The painting was stolen by Emile Guelton who walked out of the Faure Museum in Aix-les-Bains, France, with the work under his jacket. The museum guard and another witness provided descriptions of the thief to French law enforcement authorities, but no one was apprehended at the time.


…..In 1985, Guelton came to an art gallery in San Antonio, Texas, and asked the gallery owner, Jay Adelman, to sell Le Marché for him. Sharyl Davis, who was using space in the art gallery at the time, purchased Le Marché for $8,500. In early 2003, Davis consigned Le Marché to Sotheby’s New York for a May 2003 auction in which Sotheby’s estimated the auction price range to be from $60,000 to $80,000. When Sotheby’s asked Davis for provenance information about the print, Davis could only remember the man who consigned Le Marché to the San Antonio art gallery as “Frenchie.” Davis asked for “Frenchie’s” real name from Adelman, who told her it was Guelton and that he was from Paris. That information appeared in the auction catalog with an image of Le Marché.

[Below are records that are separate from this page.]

use std::num::ParseIntError;
use std::str::FromStr;

/// Parses human readable byte quantities such as `64KiB`, `2MB` or `512`.
///
/// Decimal suffixes (`KB`, `MB`, `GB`) use powers of 1000 and binary
/// suffixes (`KiB`, `MiB`, `GiB`) use powers of 1024. Suffixes are matched
/// case-insensitively and may be separated from the number by whitespace.
pub trait ParseBytes {
	fn parse_bytes<T>(&self) -> Result<T, ParseIntError>
	where
		T: FromStr<Err = ParseIntError> + TryFrom<u128>;
}

const UNITS: [(&str, u128); 7] = [
	("kib", 1 << 10),
	("mib", 1 << 20),
	("gib", 1 << 30),
	("kb", 1_000),
	("mb", 1_000_000),
	("gb", 1_000_000_000),
	("b", 1),
];

impl ParseBytes for str {
	fn parse_bytes<T>(&self) -> Result<T, ParseIntError>
	where
		T: FromStr<Err = ParseIntError> + TryFrom<u128>,
	{
		let lower = self.trim().to_ascii_lowercase();
		for (suffix, multiplier) in UNITS {
			if let Some(number) = lower.strip_suffix(suffix) {
				let number = number.trim_end().parse::<u128>()?;
				let bytes = number.saturating_mul(multiplier);
				// Out of range quantities are rejected by re-parsing the
				// decimal representation with the target type
				return match T::try_from(bytes) {
					Ok(v) => Ok(v),
					Err(_) => bytes.to_string().parse::<T>(),
				};
			}
		}
		lower.parse::<T>()
	}
}

impl ParseBytes for String {
	fn parse_bytes<T>(&self) -> Result<T, ParseIntError>
	where
		T: FromStr<Err = ParseIntError> + TryFrom<u128>,
	{
		self.as_str().parse_bytes()
	}
}
//! Generation and embedding backends for Strata.
//!
//! Generation providers implement `strata_core::Provider`; the router picks
//! one per model name. Embedders implement `strata_core::Embedder`; the
//! fallback chain validates every vector before handing it on.

pub mod anthropic;
pub mod embedding;
pub mod fallback;
pub mod hashing;
pub mod openai_compat;
pub mod router;

pub use anthropic::AnthropicProvider;
pub use embedding::{
    build_embedder_from_config, validate_embeddings, FallbackEmbedder, ProviderEmbedder,
};
pub use fallback::FallbackProvider;
pub use hashing::HashingEmbedder;
pub use openai_compat::OpenAiCompatProvider;
pub use router::{build_from_config, family_of, ProviderRouter};
//! `strata chat`: One full turn: assemble, generate, commit.

use super::{load_config, read_attachments};
use std::path::PathBuf;
use strata_engine::ContextEngine;

pub async fn run(
    user: &str,
    session: &str,
    message: &str,
    attach: &[PathBuf],
) -> Result<(), Box<dyn std::error::Error>> {
    let config = load_config()?;

    // Check for API key before attempting anything
    if !config.has_api_key() {
        eprintln!();
        eprintln!("  No API key configured.");
        eprintln!();
        eprintln!("  Set one of these environment variables:");
        eprintln!("    STRATA_API_KEY, ANTHROPIC_API_KEY or OPENAI_API_KEY");
        eprintln!();
        eprintln!("  Or add it to your config file:");
        eprintln!("    {}", strata_config::AppConfig::config_dir().join("config.toml").display());
        eprintln!();
        return Err("No API key found. See above for setup instructions.".into());
    }

    let attachments = read_attachments(attach)?;
    let engine = ContextEngine::from_config(&config)?;

    eprint!("  Thinking...");
    let result = engine.process_turn(user, session, message, &attachments).await;
    eprint!("\r              \r");
    let turn = result?;

    println!("{}", turn.generation.text);
    eprintln!();
    eprintln!(
        "  [{} via {} | {} ms | confidence {:.2} | {} context tokens{}]",
        turn.generation.model,
        turn.generation.provider,
        turn.generation.latency_ms,
        turn.generation.confidence,
        turn.window.total_tokens,
        if turn.generation.context_available {
            ""
        } else {
            " | answered generically"
        }
    );
    Ok(())
}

…..Just before the auction, French federal law enforcement officers learned that Le Marché was at Sotheby’s. Based on the information in the auction catalog, the French officers located, contacted, and interviewed Guelton. Guelton confirmed that he knew Adelman, was living in Texas in 1985, sent a container of artwork from France to the United States in 1984, and sold Adelman paintings. The French officers, using a prior arrest photo of Guelton, created a six-person photo array, which they showed to the Faure Museum guard in October 2003. The guard recognized the photo of Guelton as the thief (US Attorney Southern District of NY. “Jury Finds Pissarro Artwork to be Forfeitable” 12 July 2010)…


The Pissarro work was forfeited under the National Stolen Property Act, which prohibits the transportation and sale of stolen property in interstate or foreign commerce. Certainly, this case raises a number of issues related to buyer/seller due diligence and statutes of limitations.


Impressively, the Faure Museum guard was still able to recognize the thief after two decades. According to Interpol’s Stolen Works of Art Database and archived news articles, another work, Renoir’s “Buste de Femme,” was taken from the Faure Museum on the same day as the Pissarro. Are French authorities any closer to finding this work, or will they have to wait until the current owner attempts to sell it?

There are countless pieces of valuable art that are floating through the ether, being chased or tracked by law enforcement. These stories make the mainstream media on rare occasion, such as when “The Scream” was stolen or when a piece worth millions has been stolen. Art Theft Central is a place where you can get the details on some of the more basic cases of art theft.